Argentina está viviendo un apagón productivo silencioso pero brutal. Mientras el gobierno vende “orden macroeconómico” en conferencias para CEOs, en los barrios industriales sobran galpones vacíos, máquinas apagadas y carteles de “SE VENDE” donde antes había vida, ruido y turnos rotativos. La desindustrialización ya no es una amenaza futura: es un proceso en tiempo real que está pulverizando pymes, destruyendo empleo formal y borrando de un plumazo décadas de construcción de capacidad productiva.
Los datos son contundentes, incluso en los informes que el propio gobierno intenta relativizar. La producción industrial acumuló caídas interanuales de dos dígitos en varios meses de 2024, con sectores como metalmecánica, textiles, calzado, muebles y línea blanca entre los más golpeados. A la vez, la utilización de la capacidad instalada en la industria se hundió, con plantas trabajando muy por debajo de sus niveles normales, lo que anticipa más cierre de líneas, más suspensiones y más despidos.
La apertura indiscriminada de importaciones terminó de rematar a un tejido productivo ya dañado. Bajo el discurso “pro mercado”, se habilitó una competencia desleal donde productos extranjeros —muchas veces subsidiados en origen— ingresan con ventajas imbatibles frente a empresas nacionales asfixiadas por tarifas, tasas, caída del consumo y falta de crédito. No es “libre competencia”: es tirar a la industria local a un ring con las manos atadas mientras se le suelta la jaula a las importaciones.

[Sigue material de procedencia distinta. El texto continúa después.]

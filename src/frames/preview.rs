/// Frame shown full-size, if any. Independent of the selection.
#[derive(Debug, Clone, Copy, Default, PartialEq, Eq)]
pub struct Preview {
    shown: Option<usize>,
}

impl Preview {
    pub fn show(&mut self, index: usize) {
        self.shown = Some(index);
    }

    pub fn dismiss(&mut self) {
        self.shown = None;
    }

    pub fn shown(&self) -> Option<usize> {
        self.shown
    }
}
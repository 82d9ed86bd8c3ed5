pub mod file_size;
pub mod thumbnail;
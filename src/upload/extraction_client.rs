use crate::config::ServiceConfig;
use crate::error::UploadError;
use crate::upload::types::{ProgressSink, VideoAsset};
use async_trait::async_trait;
use bytes::Bytes;
use futures::Stream;
use reqwest::multipart::{Form, Part};
use reqwest::Body;
use serde::Deserialize;
use tracing::{debug, info, warn};

/// Anything that turns a video into an ordered list of base64 JPEG payloads.
#[async_trait]
pub trait FrameSource: Send + Sync {
    async fn extract(
        &self,
        asset: &VideoAsset,
        progress: ProgressSink,
    ) -> Result<Vec<String>, UploadError>;
}

#[derive(Deserialize)]
struct ExtractionResponse {
    happy_frames: Vec<String>,
}

/// HTTP client for the extraction service.
#[derive(Clone)]
pub struct ExtractionClient {
    client: reqwest::Client,
    url: String,
    chunk_bytes: usize,
}

impl ExtractionClient {
    pub fn new(config: &ServiceConfig) -> Result<Self, UploadError> {
        let mut builder = reqwest::Client::builder();
        if let Some(timeout) = config.request_timeout() {
            builder = builder.timeout(timeout);
        }
        let client = builder.build()?;

        Ok(Self {
            client,
            url: config.url.clone(),
            chunk_bytes: config.upload_chunk_bytes.max(1),
        })
    }

    /// Body that reports progress as the transport pulls each chunk.
    fn progress_body(&self, data: Bytes, progress: ProgressSink) -> Body {
        Body::wrap_stream(chunked(data, self.chunk_bytes, progress))
    }
}

/// Splits `data` into views of at most `chunk_bytes`, reporting cumulative
/// progress as each one is yielded. The views share `data`'s buffer.
fn chunked(
    data: Bytes,
    chunk_bytes: usize,
    progress: ProgressSink,
) -> impl Stream<Item = std::io::Result<Bytes>> + Send + Sync + 'static {
    let total = data.len();
    let chunk_bytes = chunk_bytes.max(1);
    futures::stream::iter((0..total).step_by(chunk_bytes).map(move |start| {
        let end = (start + chunk_bytes).min(total);
        progress.report(end as u64, total as u64);
        Ok(data.slice(start..end))
    }))
}

#[async_trait]
impl FrameSource for ExtractionClient {
    async fn extract(
        &self,
        asset: &VideoAsset,
        progress: ProgressSink,
    ) -> Result<Vec<String>, UploadError> {
        let data = Bytes::from(
            tokio::fs::read(&asset.path)
                .await
                .map_err(|e| UploadError::Asset(e.to_string()))?,
        );
        let length = data.len() as u64;

        info!(file = %asset.name, bytes = length, url = %self.url, "Uploading video");

        let part = Part::stream_with_length(self.progress_body(data, progress), length)
            .file_name(asset.name.clone())
            .mime_str("application/octet-stream")?;
        let form = Form::new().part("video", part);

        let response = self
            .client
            .post(&self.url)
            .multipart(form)
            .send()
            .await
            .map_err(|e| {
                warn!(error = %e, "Extraction request failed");
                UploadError::from(e)
            })?;

        let status = response.status();
        if !status.is_success() {
            let reason = status
                .canonical_reason()
                .unwrap_or("Unknown status")
                .to_string();
            warn!(status = status.as_u16(), %reason, "Extraction service rejected upload");
            return Err(UploadError::Status {
                code: status.as_u16(),
                reason,
            });
        }

        let body = response.bytes().await?;
        let parsed: ExtractionResponse = serde_json::from_slice(&body).map_err(|e| {
            warn!(error = %e, "Extraction response did not parse");
            UploadError::Parse(e.to_string())
        })?;

        debug!(frames = parsed.happy_frames.len(), "Extraction response parsed");
        Ok(parsed.happy_frames)
    }
}
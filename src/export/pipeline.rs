use crate::config::ExportConfig;
use crate::error::ExportResult;
use crate::export::archive::Archive;
use crate::export::sink::{ArchiveSink, DirectorySink, SaveDialogSink};
use crate::frames::{FrameCollection, SelectionSet};
use std::path::PathBuf;
use tracing::{debug, error, info};

#[derive(Debug, Clone, PartialEq, Eq)]
pub enum ExportOutcome {
    /// Nothing was selected, so nothing was built or saved.
    NothingSelected,
    /// The sink declined to save (e.g. dialog cancelled).
    Cancelled,
    Saved { path: PathBuf, entries: usize },
}

/// Bundles selected frames into one archive and hands it to a sink.
#[derive(Debug, Clone, Default)]
pub struct ExportPipeline {
    naming: ExportConfig,
}

/// Selection and collection frozen at the moment export was triggered.
#[derive(Debug, Clone)]
pub struct ExportSnapshot {
    indices: Vec<usize>,
    collection: FrameCollection,
}

impl ExportSnapshot {
    pub fn take(selection: &SelectionSet, collection: &FrameCollection) -> Self {
        Self {
            indices: selection.members().iter().copied().collect(),
            collection: collection.clone(),
        }
    }
}

impl ExportPipeline {
    pub fn new(naming: ExportConfig) -> Self {
        Self { naming }
    }

    /// Directory-backed sink when an output directory is configured,
    /// otherwise the save dialog.
    pub fn default_sink(&self) -> Box<dyn ArchiveSink> {
        match &self.naming.output_dir {
            Some(dir) => Box::new(DirectorySink::new(dir)),
            None => Box::new(SaveDialogSink),
        }
    }

    pub fn export(
        &self,
        selection: &SelectionSet,
        collection: &FrameCollection,
        sink: &dyn ArchiveSink,
    ) -> ExportResult<ExportOutcome> {
        self.export_snapshot(ExportSnapshot::take(selection, collection), sink)
    }

    pub fn export_snapshot(
        &self,
        snapshot: ExportSnapshot,
        sink: &dyn ArchiveSink,
    ) -> ExportResult<ExportOutcome> {
        if snapshot.indices.is_empty() {
            debug!("Export requested with empty selection");
            return Ok(ExportOutcome::NothingSelected);
        }

        let archive = match Archive::from_frames(&snapshot.indices, &snapshot.collection, &self.naming) {
            Ok(archive) => archive,
            Err(e) => {
                error!(error = %e, "Failed to build archive");
                return Err(e);
            }
        };
        // indices past the end of the collection contribute no entries
        if archive.is_empty() {
            debug!(selected = snapshot.indices.len(), "No selected frame is in the collection");
            return Ok(ExportOutcome::NothingSelected);
        }

        let entries = archive.len();
        let bytes = archive.to_zip().map_err(|e| {
            error!(error = %e, "Failed to serialize archive");
            e
        })?;

        match sink.save(&self.naming.archive_name, &bytes)? {
            Some(path) => {
                info!(entries, bytes = bytes.len(), path = %path.display(), "Archive saved");
                Ok(ExportOutcome::Saved { path, entries })
            }
            None => Ok(ExportOutcome::Cancelled),
        }
    }
}

#[cfg(test)]
mod tests {
    use super::*;
    use base64::{engine::general_purpose::STANDARD, Engine};
    use std::cell::RefCell;
    use std::io::{Cursor, Read};

    /// Records every save instead of touching the filesystem.
    #[derive(Default)]
    struct RecordingSink {
        saved: RefCell<Vec<(String, Vec<u8>)>>,
    }

    impl ArchiveSink for RecordingSink {
        fn save(&self, file_name: &str, bytes: &[u8]) -> ExportResult<Option<PathBuf>> {
            self.saved
                .borrow_mut()
                .push((file_name.to_string(), bytes.to_vec()));
            Ok(Some(PathBuf::from(file_name)))
        }
    }

    struct DecliningSink;

    impl ArchiveSink for DecliningSink {
        fn save(&self, _file_name: &str, _bytes: &[u8]) -> ExportResult<Option<PathBuf>> {
            Ok(None)
        }
    }

    fn frame_bytes(i: usize) -> Vec<u8> {
        vec![0xFF, 0xD8, i as u8, 0xFF, 0xD9]
    }

    fn collection(n: usize) -> FrameCollection {
        FrameCollection::from_payloads(1, (0..n).map(|i| STANDARD.encode(frame_bytes(i))).collect())
    }

    fn select(collection: &FrameCollection, indices: &[usize]) -> SelectionSet {
        let mut selection = SelectionSet::new();
        selection.scope_to(collection);
        for index in indices {
            selection.toggle(*index);
        }
        selection
    }

    #[test]
    fn empty_selection_saves_nothing() {
        let frames = collection(3);
        let sink = RecordingSink::default();

        let outcome = ExportPipeline::default()
            .export(&SelectionSet::new(), &frames, &sink)
            .unwrap();

        assert_eq!(outcome, ExportOutcome::NothingSelected);
        assert!(sink.saved.borrow().is_empty());
    }

    #[test]
    fn selection_exported_in_ascending_index_order() {
        let frames = collection(6);
        let selection = select(&frames, &[2, 0, 5]);
        let sink = RecordingSink::default();

        let outcome = ExportPipeline::default().export(&selection, &frames, &sink).unwrap();
        assert_eq!(
            outcome,
            ExportOutcome::Saved {
                path: PathBuf::from("happy_images.zip"),
                entries: 3
            }
        );

        let saved = sink.saved.borrow();
        assert_eq!(saved.len(), 1);
        assert_eq!(saved[0].0, "happy_images.zip");

        let mut zip = zip::ZipArchive::new(Cursor::new(saved[0].1.clone())).unwrap();
        assert_eq!(zip.len(), 3);
        for (seq, original) in [0usize, 2, 5].into_iter().enumerate() {
            let mut entry = zip.by_index(seq).unwrap();
            assert_eq!(entry.name(), format!("happy_image_{}.jpeg", seq));
            let mut bytes = Vec::new();
            entry.read_to_end(&mut bytes).unwrap();
            assert_eq!(bytes, frame_bytes(original));
        }
    }

    #[test]
    fn repeated_exports_are_byte_identical() {
        let frames = collection(4);
        let selection = select(&frames, &[3, 1]);
        let sink = RecordingSink::default();
        let pipeline = ExportPipeline::default();

        pipeline.export(&selection, &frames, &sink).unwrap();
        pipeline.export(&selection, &frames, &sink).unwrap();

        let saved = sink.saved.borrow();
        assert_eq!(saved[0].1, saved[1].1);
    }

    #[test]
    fn snapshot_ignores_later_toggles() {
        let frames = collection(4);
        let mut selection = select(&frames, &[1]);
        let snapshot = ExportSnapshot::take(&selection, &frames);
        selection.toggle(2);
        selection.toggle(3);

        let sink = RecordingSink::default();
        let outcome = ExportPipeline::default().export_snapshot(snapshot, &sink).unwrap();
        assert!(matches!(outcome, ExportOutcome::Saved { entries: 1, .. }));
    }

    #[test]
    fn selection_outside_collection_saves_nothing() {
        let selection = select(&collection(4), &[3]);
        let sink = RecordingSink::default();

        let outcome = ExportPipeline::default()
            .export(&selection, &collection(2), &sink)
            .unwrap();

        assert_eq!(outcome, ExportOutcome::NothingSelected);
        assert!(sink.saved.borrow().is_empty());
    }

    #[test]
    fn declined_save_is_cancelled() {
        let frames = collection(2);
        let selection = select(&frames, &[0]);
        let outcome = ExportPipeline::default()
            .export(&selection, &frames, &DecliningSink)
            .unwrap();
        assert_eq!(outcome, ExportOutcome::Cancelled);
    }

    #[test]
    fn build_failure_is_reported() {
        let frames = FrameCollection::from_payloads(1, vec!["@@@@".to_string()]);
        let selection = select(&frames, &[0]);
        let sink = RecordingSink::default();

        assert!(ExportPipeline::default().export(&selection, &frames, &sink).is_err());
        assert!(sink.saved.borrow().is_empty());
    }

    #[test]
    fn configured_output_dir_is_used() {
        let dir = tempfile::tempdir().unwrap();
        let pipeline = ExportPipeline::new(ExportConfig {
            output_dir: Some(dir.path().to_path_buf()),
            ..ExportConfig::default()
        });
        let frames = collection(1);
        let selection = select(&frames, &[0]);

        let outcome = pipeline
            .export(&selection, &frames, pipeline.default_sink().as_ref())
            .unwrap();

        assert!(matches!(outcome, ExportOutcome::Saved { entries: 1, .. }));
        assert!(dir.path().join("happy_images.zip").is_file());
    }

    #[test]
    fn writes_archive_into_directory() {
        let dir = tempfile::tempdir().unwrap();
        let frames = collection(2);
        let selection = select(&frames, &[0, 1]);

        let outcome = ExportPipeline::default()
            .export(&selection, &frames, &DirectorySink::new(dir.path()))
            .unwrap();

        let path = dir.path().join("happy_images.zip");
        assert_eq!(outcome, ExportOutcome::Saved { path: path.clone(), entries: 2 });
        assert!(path.is_file());
    }
}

El mapa de cierres habla por sí solo. Parques industriales que hace unos años peleaban por ampliar naves hoy conviven con naves vacías. Cámaras sectoriales de calzado, textil, electrónica, autopartes y muebles vienen alertando por un récord de persianas bajas y retiros silenciosos: empresas que no declaran la defunción, simplemente dejan de producir porque ya no cierran los números. Cada fábrica que baja la persiana no es sólo un CUIT menos: es una cadena completa de proveedores, talleres, fleteros, comercios de barrio y servicios que se quedan sin actividad.
Al drama productivo se suma el drama laboral. El empleo industrial formal está en caída, con miles de despidos y suspensiones en todo el país. En los hechos, se está desarmando el corazón mejor pago y más calificado del mercado laboral argentino: el trabajador industrial que, con convenio, antigüedad y capacitación, sostenía hogares de clase media. El modelo que se impone es brutal: reemplazar empleo productivo calificado por changas precarias, repartos por aplicación y “cuentapropismo” de supervivencia.
El argumento oficial es que “la industria ineficiente tiene que desaparecer”. Pero detrás de esa frase, que suena técnica, se esconde una decisión política: renunciar a tener un país que fabrique y conformarse con un país que sólo exporta materias primas e importa valor agregado. En lugar de discutir cómo aumentar productividad con tecnología, crédito, innovación y encadenamientos, se elige el atajo fácil: abrir todo, que sobreviva el más fuerte… siempre que ese “más fuerte” esté afuera.
La contradicción es tan evidente que hasta organizaciones empresarias tradicionalmente alineadas con políticas de ajuste empiezan a encender alarmas. La Unión Industrial Argentina y cámaras sectoriales advirtieron por el impacto devastador de la recesión más la apertura sobre la producción y el empleo, y reclamaron una política industrial activa en lugar de un “sálvese quien pueda” que terminará dejando a la Argentina como un mercado de consumo sin fábricas propias.
El costo de esta desindustrialización express no es sólo económico, es geopolítico. Un país sin industria es un país sin autonomía tecnológica, sin músculo productivo y sin poder de negociación. Cuando renunciás a fabricar máquinas, insumos, bienes de capital y productos complejos, te volvés rehén del que sí los fabrica. La discusión ya no es ideológica, es de supervivencia estratégica: sin industria, la Argentina se convierte en un enorme depósito de materias primas y mano de obra barata, administrado desde planillas de Excel en el exterior.
Al final del día, la pregunta es simple y brutal: ¿queremos un país de galpones vacíos o un país de fábricas encendidas? Hoy, cada persiana metálica que baja por última vez es una respuesta dolorosa a esa pregunta. La desindustrialización no es una fatalidad, es el resultado de decisiones concretas: tarifas impagables, crédito inexistente, importaciones descontroladas, dólar inestable y un Estado que se retira de su rol de planificador y articulador. Frenar esta ola implica exactamente lo contrario: una estrategia productiva de largo plazo, protección inteligente, innovación, crédito productivo y un pacto social que entienda que sin industria no hay futuro posible.